Jesper hatte ein unglaubliches Level von Akzeptanz bei Kaz erreicht. Keiner der Dregs oder überhaupt ein Mensch in Ketterdam verstand, warum Jesper noch lebte. Er war simpel gesagt vollkommen irre und sagte Dinge zu Kaz, die bei jedem anderen dafür gesorgt hätten, dass Kaz ihn mit einem Loch im Kopf in den Kanal gehängt und zugesehen hätte, wie kleine Fische sein Hirn fressen.

Auch Jesper verstand nicht wirklich, wie er das bei Kaz erreicht hatte, aber liebte es und er nutzte es aus. Er konnte nicht sagen, dass er zu 100% sicher war, dass Kaz ihn nicht umbringen würde, aber er war bereit es auszuprobieren.
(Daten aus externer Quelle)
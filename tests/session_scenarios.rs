use approx::assert_relative_eq;
use car_configurator::{
    camera::ViewPreset,
    catalog::MaterialCatalog,
    command::{Command, Effect},
    data_structures::{instance::Instance, model::MeshGeometry, scene_graph::LoadedModel},
    garage::{CarChoice, CarSource},
    launch::{AppVariant, Cli, LaunchOptions},
    material::{Color, Material},
    motion::DriveInput,
    parts::{PartCategory, classify},
    resources::procedural::build_car,
    session::{LoadError, LoadState, Session},
    share::ShareConfig,
};
use cgmath::{InnerSpace, Vector3};
use clap::Parser;
use instant::Duration;

const KIA_MESHES: [&str; 9] = [
    "Body_Paint_01",
    "body_chassis_01",
    "Wheel_FL",
    "Rim_FL",
    "wheel_rim_FR",
    "body_glass_trim",
    "Windshield",
    "Headlight_L",
    "Interior_Seats",
];

fn loaded(car: CarChoice, names: &[&str]) -> LoadedModel {
    let mut loaded = LoadedModel::new(car);
    for name in names {
        loaded.push(name, MeshGeometry::default(), Material::named(name), Instance::new());
    }
    loaded
}

fn ready_configurator() -> Session {
    let mut session = Session::new(&LaunchOptions::default());
    let ticket = match session.apply(Command::SelectCar(CarChoice::Kia)) {
        Effect::Load { ticket, .. } => ticket,
        other => panic!("expected a load, got {:?}", other),
    };
    session.complete_load(ticket, loaded(CarChoice::Kia, &KIA_MESHES)).unwrap();
    session
}

fn bucket_meshes(session: &Session, category: PartCategory) -> Vec<usize> {
    session.classification().bucket(category).to_vec()
}

#[test]
fn names_land_in_expected_buckets() {
    assert_eq!(classify("body_chassis_01"), PartCategory::CarBody);
    assert_eq!(classify("body_glass_trim"), PartCategory::Glass);
    assert_eq!(classify("front_bodypanel_glass_2"), PartCategory::Glass);
    assert_eq!(classify("wheel_rim_FR"), PartCategory::Rims);
    assert_eq!(classify("Interior_Seats"), PartCategory::Other);

    let session = ready_configurator();
    assert_eq!(
        session.available_parts(),
        vec![
            PartCategory::CarBody,
            PartCategory::Wheels,
            PartCategory::Rims,
            PartCategory::Glass,
            PartCategory::Headlights,
            PartCategory::Other,
        ]
    );
    assert_eq!(bucket_meshes(&session, PartCategory::CarBody), vec![0, 1]);
    assert_eq!(bucket_meshes(&session, PartCategory::Glass), vec![5, 6]);
}

#[test]
fn loaded_car_gets_default_presets() {
    let session = ready_configurator();
    let model = session.model().unwrap();
    let catalog = session.catalog();
    let body = catalog.main_preset(MaterialCatalog::DEFAULT_BODY).unwrap();
    let rim = catalog.main_preset(MaterialCatalog::DEFAULT_RIM).unwrap();
    let glass = catalog.glass_preset(MaterialCatalog::DEFAULT_GLASS).unwrap();
    for idx in bucket_meshes(&session, PartCategory::CarBody) {
        assert!(model.meshes[idx].binding.shares(body));
    }
    for idx in bucket_meshes(&session, PartCategory::Rims) {
        assert!(model.meshes[idx].binding.shares(rim));
    }
    for idx in bucket_meshes(&session, PartCategory::Glass) {
        assert!(model.meshes[idx].binding.shares(glass));
    }
    // untouched buckets keep their own material
    let wheel = bucket_meshes(&session, PartCategory::Wheels)[0];
    assert!(!model.meshes[wheel].binding.is_shared());
}

#[test]
fn body_then_rim_presets_leave_glass_alone() {
    let mut session = ready_configurator();
    let glass_before: Vec<Material> = bucket_meshes(&session, PartCategory::Glass)
        .into_iter()
        .map(|idx| session.model().unwrap().meshes[idx].material().clone())
        .collect();

    session.apply(Command::SelectBodyMaterial(0));
    session.apply(Command::SelectRimMaterial(1));

    let model = session.model().unwrap();
    let catalog = session.catalog();
    for idx in bucket_meshes(&session, PartCategory::CarBody) {
        assert!(model.meshes[idx].binding.shares(catalog.main_preset(0).unwrap()));
    }
    for idx in bucket_meshes(&session, PartCategory::Rims) {
        assert!(model.meshes[idx].binding.shares(catalog.main_preset(1).unwrap()));
    }
    let glass_after: Vec<Material> = bucket_meshes(&session, PartCategory::Glass)
        .into_iter()
        .map(|idx| model.meshes[idx].material().clone())
        .collect();
    assert_eq!(glass_before, glass_after);
}

#[test]
fn recoloring_rims_touches_only_rims() {
    let mut session = ready_configurator();
    let before: Vec<Color> = session
        .model()
        .unwrap()
        .meshes
        .iter()
        .map(|mesh| mesh.material().color)
        .collect();

    session.apply(Command::SelectPart(PartCategory::Rims));
    session.apply(Command::PickColor(Color::from_hex(0x00ff00)));

    let rims = bucket_meshes(&session, PartCategory::Rims);
    let model = session.model().unwrap();
    for (idx, mesh) in model.meshes.iter().enumerate() {
        if rims.contains(&idx) {
            assert_eq!(mesh.material().color, Color::from_hex(0x00ff00));
            assert!(!mesh.binding.is_shared());
        } else {
            assert_eq!(mesh.material().color, before[idx], "mesh {} changed", mesh.name);
        }
    }
    // the shared preset itself is untouched
    let rim_preset = session.catalog().main_preset(MaterialCatalog::DEFAULT_RIM).unwrap();
    assert_ne!(rim_preset.color, Color::from_hex(0x00ff00));
}

#[test]
fn color_picker_ignores_glass() {
    let mut session = ready_configurator();
    session.apply(Command::SelectPart(PartCategory::Glass));
    session.apply(Command::PickColor(Color::from_hex(0x00ff00)));
    let model = session.model().unwrap();
    for idx in bucket_meshes(&session, PartCategory::Glass) {
        assert!(model.meshes[idx].binding.is_shared());
    }
}

#[test]
fn selected_part_follows_the_new_classification() {
    let mut session = Session::new(&LaunchOptions::default());
    let ticket = session.begin_load(CarChoice::Kia);
    session
        .complete_load(ticket, loaded(CarChoice::Kia, &["wheel_fl", "rim_fl"]))
        .unwrap();
    assert_eq!(session.available_parts(), vec![PartCategory::Wheels, PartCategory::Rims]);
    assert_eq!(session.selection().part, PartCategory::Wheels);

    session.apply(Command::PickColor(Color::from_hex(0x00ff00)));
    let wheel = session.model().unwrap().meshes[0].material();
    assert_eq!(wheel.color, Color::from_hex(0x00ff00));

    // a part that exists in the next car is kept
    session.apply(Command::SelectPart(PartCategory::Rims));
    let ticket = match session.apply(Command::SelectCar(CarChoice::Audi)) {
        Effect::Load { ticket, .. } => ticket,
        other => panic!("expected a load, got {:?}", other),
    };
    session
        .complete_load(ticket, loaded(CarChoice::Audi, &KIA_MESHES))
        .unwrap();
    assert_eq!(session.selection().part, PartCategory::Rims);
}

#[test]
fn invalid_preset_index_changes_nothing() {
    let mut session = ready_configurator();
    let before = session.selection();
    assert_eq!(session.apply(Command::SelectBodyMaterial(99)), Effect::None);
    assert_eq!(session.selection(), before);
}

#[test]
fn share_round_trip() {
    let mut session = ready_configurator();
    session.apply(Command::PaintBody(Color::from_hex(0x123456)));
    session.apply(Command::SetMetalness(0.25));
    session.apply(Command::SetRoughness(0.75));

    let Effect::Share { encoded } = session.apply(Command::Share) else {
        panic!("share produced no payload");
    };
    let config = ShareConfig::decode(&encoded).unwrap();
    assert_eq!(config.car, CarChoice::Kia);
    assert_eq!(config.color, Color::from_hex(0x123456));
    assert_relative_eq!(config.metalness, 0.25);
    assert_relative_eq!(config.roughness, 0.75);

    let url = config.to_url("https://example.org", "/showroom.html").unwrap();
    let query = url.split_once('?').unwrap().1;
    let options = LaunchOptions::from_query(query);
    assert_eq!(options.config, Some(config));
}

#[test]
fn shared_config_is_applied_once_ready() {
    let config = ShareConfig {
        car: CarChoice::Porsche,
        color: Color::from_hex(0x00ff00),
        metalness: 0.1,
        roughness: 0.9,
    };
    let query = format!("app=showroom&config={}", config.encode().unwrap());
    let options = LaunchOptions::from_query(&query);
    assert_eq!(options.variant, AppVariant::Showroom);
    assert_eq!(options.car, CarChoice::Porsche);

    let mut session = Session::new(&options);
    let ticket = session.begin_load(options.car);
    session.complete_load(ticket, build_car(CarChoice::Porsche)).unwrap();

    let body = bucket_meshes(&session, PartCategory::CarBody);
    assert_eq!(body.len(), 3);
    for idx in body {
        let material = session.model().unwrap().meshes[idx].material();
        assert_eq!(material.color, Color::from_hex(0x00ff00));
        assert_relative_eq!(material.metalness, 0.1);
        assert_relative_eq!(material.roughness, 0.9);
    }
}

#[test]
fn car_far_away_is_brought_back() {
    let mut session = ready_configurator();
    session.apply(Command::SetAutoRotate(false));
    session.apply(Command::Drive(DriveInput {
        forward: true,
        ..Default::default()
    }));
    session.controls.speed = session.controls.max_speed;

    // one long frame carries the car well past the boundary
    session.update_frame(Duration::from_secs(30));
    let position = session.model().unwrap().transform.position;
    assert_eq!(position, Vector3::new(0.0, 0.0, 0.0));
    assert_eq!(session.controls.speed, 0.0);

    session.apply(Command::Drive(DriveInput::default()));
    for _ in 0..3 {
        session.update_frame(Duration::from_millis(16));
        let position = session.model().unwrap().transform.position;
        assert_relative_eq!(position.magnitude(), 0.0);
        assert_eq!(session.controls.speed, 0.0);
    }
}

#[test]
fn repeated_recovery_stays_at_origin() {
    use car_configurator::motion::{CarControls, recover_out_of_bounds};

    let mut car = Instance::from(Vector3::new(150.0, 0.0, 150.0));
    let mut controls = CarControls::default();
    controls.speed = 12.0;
    assert!(recover_out_of_bounds(&mut car, &mut controls));
    assert_eq!(car.position, Vector3::new(0.0, 0.0, 0.0));
    assert_eq!(controls.speed, 0.0);
    for _ in 0..3 {
        assert!(!recover_out_of_bounds(&mut car, &mut controls));
        assert_eq!(car.position, Vector3::new(0.0, 0.0, 0.0));
        assert_eq!(controls.speed, 0.0);
    }
}

#[test]
fn unknown_model_falls_back_to_default_asset() {
    let options = LaunchOptions::from_query("?model=tesla");
    assert_eq!(options.car, CarChoice::Kia);
    assert_eq!(
        options.car.source(),
        CarSource::Asset("models/kia_optima_k5.glb")
    );
    let cli = Cli::try_parse_from(["car-configurator", "--model", "audi"]).unwrap();
    let options = LaunchOptions::from(cli);
    assert_eq!(
        options.car.source(),
        CarSource::Asset("models/2018_audi_rs3_sportback.glb")
    );
}

#[test]
fn stale_load_is_discarded() {
    let mut session = Session::new(&LaunchOptions::default());
    let first = session.begin_load(CarChoice::Kia);
    let second = match session.apply(Command::SelectCar(CarChoice::Audi)) {
        Effect::Load { car, ticket } => {
            assert_eq!(car, CarChoice::Audi);
            ticket
        }
        other => panic!("expected a load, got {:?}", other),
    };
    assert!(!session.is_current(first));

    let stale = session.complete_load(first, loaded(CarChoice::Kia, &KIA_MESHES));
    assert_eq!(
        stale,
        Err(LoadError::Stale {
            ticket: first,
            current: Some(second)
        })
    );
    assert!(session.model().is_none());
    assert_eq!(session.state(), LoadState::Loading { ticket: second });

    session
        .complete_load(second, loaded(CarChoice::Audi, &["body"]))
        .unwrap();
    assert_eq!(session.model().unwrap().car, CarChoice::Audi);
}

#[test]
fn showroom_only_offers_its_lineup() {
    let mut session = Session::new(&LaunchOptions::from_pairs([("app", "showroom")]));
    assert_eq!(session.apply(Command::SelectCar(CarChoice::Kia)), Effect::None);
    assert!(matches!(
        session.apply(Command::SelectCar(CarChoice::McLaren)),
        Effect::Load {
            car: CarChoice::McLaren,
            ..
        }
    ));
}

#[test]
fn camera_views_keep_distance() {
    let mut session = ready_configurator();
    session.apply(Command::Zoom(8.0));
    session.apply(Command::SetCameraView(ViewPreset::Top));
    assert_relative_eq!(session.camera.distance(), 8.0, epsilon = 1e-4);
}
Er würde mit einem schlecht gelaunten, betrunkenen Kaz Brekker über seine Gefühle reden.

Vielleicht hätte er sie doch erinnern sollen, dass er einen offenen Sarg wollte. 

"Hey, Kaz." sagte er und setzte sich neben ihn, legte locker einen Arm um Kaz' Schultern, "Wie geht's meinem Lieblingspsycho?" "Ich bringe dich um, Jesper!" knurrte der Dunkelhaarige. 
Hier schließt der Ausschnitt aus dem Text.